Harryhausen's Dynamation
Ray Harryhausen was one of the great stop-motion
artists of the 20th century. Harryhausen, along with Willis
O'Brien, Jim Danforth and David Allen, were responsible for
giving the public fantasy films like King Kong, Mighty
Joe Young, The Golden Voyage of Sinbad, Jason
and the Argonauts and many others. The incredible creatures
shown in these pictures ranged from dinosaurs to skeleton swordsmen.
The creatures in these movies were given life
through a technique called stop-motion
animation. Typically, a miniature model of the creature
constructed with posable limbs and body and was placed in a
miniature set and photographed by a motion picture camera one
frame at a time. Changing the pose between frames would cause
the model to appear to be moving by itself in the final film.
Despite success in early movies such as King
Kong, the technique had its weaknesses. The miniature sets
were expensive to construct and it was very difficult to combine
live action in the same frame as the stop-motion creatures.
While working on a low-budget film called The Beast from
20,000 Fathoms, Harryhausen came up with a technique he
later named "dynamation" that eased both of these problems.
The technique used a split screen, with rear projection.
Split screen had been around as a special effect from almost
the beginning of film itself. One early clip from France shows
a bicycle rider sailing over the city of Paris. The photographer
had shot it by covering the bottom half of the lens of the camera
with black tape, then filming the bicycle rider through the
top half. The mask was then reversed and the film rewound inside
the camera. The film was exposed again, this time photographing
the city of Paris through the bottom half of the lens. When
the film was developed, the rider appeared to be sailing across
the Paris skyline. Harryhausen's dynamation used the same basic
idea with some additional twists.
The
first step in dynamation was to film the background image. For
this example let's say the scene is to show a dinosaur in a
big city emerging from behind a building into an intersection.

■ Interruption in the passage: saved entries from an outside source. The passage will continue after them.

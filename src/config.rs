//! Configuration for TypeState.

use serde::{Deserialize, Serialize};
use std::path::{Path, PathBuf};
use thiserror::Error;

/// Main configuration shared by the CLI and the analysis server.
#[derive(Debug, Clone, Serialize, Deserialize)]
#[serde(default)]
pub struct Config {
    /// Classifier artifact (JSON linear window model)
    pub model_path: PathBuf,

    /// Scaler artifact (JSON feature names, means, scales)
    pub scaler_path: PathBuf,

    /// Where `build` writes the training table
    pub training_output: PathBuf,

    /// Port for the analysis server
    pub port: u16,

    /// Upper bound on inferences running at once
    pub max_concurrent_inferences: usize,

    /// `tracing` filter directive (e.g. `info`, `typestate=debug`)
    pub log_level: String,
}

impl Default for Config {
    fn default() -> Self {
        let data_dir = dirs::data_local_dir()
            .unwrap_or_else(|| PathBuf::from("."))
            .join("typestate");

        Self {
            model_path: data_dir.join("typestate_model.json"),
            scaler_path: data_dir.join("typestate_scaler.json"),
            training_output: PathBuf::from("typestate_training_data.csv"),
            port: 8000,
            max_concurrent_inferences: 4,
            log_level: "info".to_string(),
        }
    }
}

impl Config {
    /// Load configuration from the default location.
    pub fn load() -> Result<Self, ConfigError> {
        Self::load_from(&Self::config_path())
    }

    /// Load configuration from `path`, or defaults when it does not exist.
    pub fn load_from(path: &Path) -> Result<Self, ConfigError> {
        if !path.exists() {
            return Ok(Self::default());
        }
        let content = std::fs::read_to_string(path)?;
        let config: Config = serde_json::from_str(&content)?;
        Ok(config)
    }

    /// Save configuration to the default location.
    pub fn save(&self) -> Result<(), ConfigError> {
        self.save_to(&Self::config_path())
    }

    pub fn save_to(&self, path: &Path) -> Result<(), ConfigError> {
        if let Some(parent) = path.parent() {
            std::fs::create_dir_all(parent)?;
        }
        let content = serde_json::to_string_pretty(self)?;
        std::fs::write(path, content)?;
        Ok(())
    }

    /// Get the path to the configuration file.
    pub fn config_path() -> PathBuf {
        dirs::config_dir()
            .unwrap_or_else(|| PathBuf::from("."))
            .join("typestate")
            .join("config.json")
    }

    pub fn resolved_model_path(&self) -> PathBuf {
        resolve_artifact_path(&self.model_path)
    }

    pub fn resolved_scaler_path(&self) -> PathBuf {
        resolve_artifact_path(&self.scaler_path)
    }
}

/// Find an artifact: the configured path, else its file name in the working
/// directory, else in the parent directory. Falls back to the configured
/// path so the load error names it.
pub fn resolve_artifact_path(configured: &Path) -> PathBuf {
    if configured.exists() {
        return configured.to_path_buf();
    }

    if let Some(name) = configured.file_name() {
        for dir in [Path::new("."), Path::new("..")] {
            let candidate = dir.join(name);
            if candidate.exists() {
                tracing::debug!(
                    configured = %configured.display(),
                    found = %candidate.display(),
                    "Using fallback artifact location"
                );
                return candidate;
            }
        }
    }

    configured.to_path_buf()
}

/// Configuration errors.
#[derive(Debug, Error)]
pub enum ConfigError {
    #[error("IO error: {0}")]
    Io(#[from] std::io::Error),

    #[error("Parse error: {0}")]
    Parse(#[from] serde_json::Error),
}
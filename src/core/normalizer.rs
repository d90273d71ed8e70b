//! Event ordering for a single session.
//!
//! Clients deliver events in arrival order, which network lag and key
//! rollover can scramble. Everything downstream sees events sorted by
//! timestamp, with ties kept in their original relative order.

use crate::collector::loader::parse_events;
use crate::collector::types::KeystrokeEvent;
use serde_json::Value;

/// Ordered events for one session plus the count of malformed records dropped.
#[derive(Debug, Clone, Default)]
pub struct NormalizedEvents {
    pub events: Vec<KeystrokeEvent>,
    pub discarded: usize,
}

/// Sorts and validates the events of one session.
pub struct EventNormalizer;

impl EventNormalizer {
    /// Return a copy of `events` ordered by ascending timestamp (stable on ties).
    pub fn normalize(events: &[KeystrokeEvent]) -> Vec<KeystrokeEvent> {
        let mut ordered = events.to_vec();
        // sort_by_key is stable
        ordered.sort_by_key(|e| e.time);
        ordered
    }

    /// Validate untyped records, drop malformed ones, and order the rest.
    pub fn normalize_raw(records: &[Value]) -> NormalizedEvents {
        let parsed = parse_events(records);
        if parsed.discarded > 0 {
            tracing::debug!(discarded = parsed.discarded, "Dropped malformed keystroke records");
        }

        NormalizedEvents {
            events: Self::normalize(&parsed.events),
            discarded: parsed.discarded,
        }
    }
}
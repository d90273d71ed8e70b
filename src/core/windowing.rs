//! Fixed-size inference window over the most recent key presses.
//!
//! The window is rebuilt from the full derived history on every analysis;
//! nothing about it outlives one request.

use crate::core::features::DerivedFeatureRecord;
use crate::core::layout::{ColumnTreatment, FeatureLayout};
use crate::error::AnalyzerError;
use crate::model::scaler::ScalerParameters;
use ndarray::{Array2, ArrayView2};

/// Number of key presses the classifier sees at once.
pub const WINDOW_SIZE: usize = 20;

/// The last `capacity` records, or `None` when fewer are available.
pub fn latest_records(records: &[DerivedFeatureRecord], capacity: usize) -> Option<&[DerivedFeatureRecord]> {
    if capacity == 0 || records.len() < capacity {
        return None;
    }
    Some(&records[records.len() - capacity..])
}

/// Scaled feature vectors of the most recent key presses, oldest first.
#[derive(Debug, Clone, PartialEq)]
pub struct InferenceWindow {
    rows: Array2<f64>,
}

impl InferenceWindow {
    /// Assemble a window from exactly the records given.
    ///
    /// Scaled columns go through `scaler` (which must match `layout`);
    /// raw columns keep their value and position.
    pub fn assemble(
        records: &[DerivedFeatureRecord],
        layout: &FeatureLayout,
        scaler: &ScalerParameters,
    ) -> Result<Self, AnalyzerError> {
        if records.is_empty() || layout.is_empty() {
            return Err(AnalyzerError::FeatureAssembly(
                "cannot assemble an empty window".to_string(),
            ));
        }
        scaler
            .ensure_layout(layout)
            .map_err(|e| AnalyzerError::FeatureAssembly(e.to_string()))?;

        let mut flat = Vec::with_capacity(records.len() * layout.len());
        for record in records {
            let raw = layout.raw_vector(record);
            let to_scale: Vec<f64> = layout
                .columns()
                .iter()
                .zip(&raw)
                .filter(|(c, _)| c.treatment == ColumnTreatment::Scaled)
                .map(|(_, v)| *v)
                .collect();
            let mut scaled = scaler
                .transform(&to_scale)
                .ok_or_else(|| {
                    AnalyzerError::FeatureAssembly(format!(
                        "scaler expects {} values, record {} produced {}",
                        scaler.len(),
                        record.sequence_idx,
                        to_scale.len()
                    ))
                })?
                .into_iter();

            for (column, value) in layout.columns().iter().zip(raw) {
                let v = match column.treatment {
                    ColumnTreatment::Scaled => scaled.next().unwrap_or(f64::NAN),
                    ColumnTreatment::Raw => value,
                };
                if !v.is_finite() {
                    return Err(AnalyzerError::FeatureAssembly(format!(
                        "non-finite {} at sequence index {}",
                        column.name, record.sequence_idx
                    )));
                }
                flat.push(v);
            }
        }

        let rows = Array2::from_shape_vec((records.len(), layout.len()), flat)
            .map_err(|e| AnalyzerError::FeatureAssembly(e.to_string()))?;
        Ok(Self { rows })
    }

    pub fn len(&self) -> usize {
        self.rows.nrows()
    }

    pub fn is_empty(&self) -> bool {
        self.rows.nrows() == 0
    }

    pub fn view(&self) -> ArrayView2<'_, f64> {
        self.rows.view()
    }

    pub fn row(&self, idx: usize) -> Vec<f64> {
        self.rows.row(idx).to_vec()
    }
}
//! Keystroke session input for TypeState.
//!
//! This module defines the raw event and session types shared by the batch
//! builder and the online analyzer, and the lenient JSON loading used by both.

pub mod loader;
pub mod types;

// Re-export commonly used types
pub use loader::{load_sessions, parse_events, parse_sessions, LoadedSession, ParsedEvents};
pub use types::{
    ClientClass, KeyEventType, KeystrokeEvent, Session, BACKSPACE_KEY, MAX_TIMESTAMP_MS,
    STRESSED_MODE, UNRESOLVED_CHAR,
};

People are running away from the creature down the street toward
the camera (A similar scene is in The Beast from 20,000 Fathoms).
The camera would be set on a real street and the
actors would be filmed running towards the camera. The camera
is locked so it does not change position at all while filming
the background. The background film is then developed and loaded
into a projector back at the studio.
The projector then projects the first frame onto
a back projection screen. The back projection screen is a thin
piece of plastic stretched tightly across a frame. Unlike a
regular screen, the image appears on the front when illuminated
by a projector from behind. A motion picture camera is loaded
with film and locked into position in front of the screen so
it can rephotograph the film clip as it is projected onto the
screen. This camera will be used to capture the new action.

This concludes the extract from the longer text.